**Assignment**
Across these entries, how many lines contain the word "match"? Answer with only the number.

**Supplied records**
:::

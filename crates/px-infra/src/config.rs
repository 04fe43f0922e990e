use std::env;
use std::fmt;

use pve_api::{Auth, HttpLogging, SessionOptions};

use crate::{Error, Result};

/// Client configuration. Built once and never mutated.
#[derive(Clone)]
pub struct Configuration {
    pub url: String,
    pub username: Option<String>,
    pub password: Option<String>,
    pub tls_insecure: bool,
    /// Run clone submissions without the client-wide clone gate.
    pub parallel_clone: bool,
    /// Run resize submissions without the client-wide resize gate.
    pub parallel_resize: bool,
    /// Credentials attached to every request.
    pub auth: Auth,
    pub logging: HttpLogging,
}

impl Configuration {
    /// Configuration with serialized clone/resize and no credentials.
    pub fn new(url: impl Into<String>) -> Self {
        Self {
            url: url.into(),
            username: None,
            password: None,
            tls_insecure: false,
            parallel_clone: false,
            parallel_resize: false,
            auth: Auth::None,
            logging: HttpLogging::default(),
        }
    }

    /// Create from env vars:
    ///
    /// - `PVE_URL` (required, e.g. `https://pve1:8006/api2/json`)
    /// - `PVE_USER`, `PVE_PASSWORD`
    /// - `PVE_TLS_INSECURE`, `PVE_PARALLEL_CLONE`, `PVE_PARALLEL_RESIZE` (booleans, default off)
    /// - `PVE_API_TOKEN`, or `PVE_TICKET` together with `PVE_CSRF_TOKEN`
    /// - `PVE_LOG_BODIES` (boolean, default off)
    pub fn from_env() -> Result<Self> {
        dotenvy::dotenv().ok();
        Self::from_lookup(|key| env::var(key).ok())
    }

    /// Build from an arbitrary key lookup using the same keys as `from_env`.
    pub fn from_lookup(lookup: impl Fn(&str) -> Option<String>) -> Result<Self> {
        let url = lookup("PVE_URL")
            .filter(|s| !s.trim().is_empty())
            .ok_or_else(|| Error::MissingEnv("PVE_URL".into()))?;

        let flag = |key: &str| -> Result<bool> {
            match lookup(key) {
                Some(raw) => parse_bool(key, &raw),
                None => Ok(false),
            }
        };

        let auth = match (lookup("PVE_API_TOKEN"), lookup("PVE_TICKET"), lookup("PVE_CSRF_TOKEN")) {
            (Some(token), _, _) => Auth::ApiToken(token),
            (None, Some(ticket), Some(csrf_token)) => Auth::Ticket { ticket, csrf_token },
            (None, Some(_), None) => return Err(Error::MissingEnv("PVE_CSRF_TOKEN".into())),
            _ => Auth::None,
        };

        Ok(Self {
            url,
            username: lookup("PVE_USER"),
            password: lookup("PVE_PASSWORD"),
            tls_insecure: flag("PVE_TLS_INSECURE")?,
            parallel_clone: flag("PVE_PARALLEL_CLONE")?,
            parallel_resize: flag("PVE_PARALLEL_RESIZE")?,
            auth,
            logging: HttpLogging {
                log_bodies: flag("PVE_LOG_BODIES")?,
            },
        })
    }

    pub fn session_options(&self) -> SessionOptions {
        SessionOptions {
            base_url: self.url.clone(),
            tls_insecure: self.tls_insecure,
            auth: self.auth.clone(),
            logging: self.logging,
        }
    }
}

impl fmt::Debug for Configuration {
    fn fmt(&self, f: &mut fmt::Formatter<'_>) -> fmt::Result {
        f.debug_struct("Configuration")
            .field("url", &self.url)
            .field("username", &self.username)
            .field("password", &self.password.as_ref().map(|_| "***"))
            .field("tls_insecure", &self.tls_insecure)
            .field("parallel_clone", &self.parallel_clone)
            .field("parallel_resize", &self.parallel_resize)
            .field("auth", &self.auth)
            .field("logging", &self.logging)
            .finish()
    }
}

fn parse_bool(key: &str, raw: &str) -> Result<bool> {
    match raw.trim().to_ascii_lowercase().as_str() {
        "1" | "true" | "yes" => Ok(true),
        "0" | "false" | "no" => Ok(false),
        other => Err(Error::InvalidConfig(format!("{key}={other} is not a boolean"))),
    }
}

:::

**Completed task**
3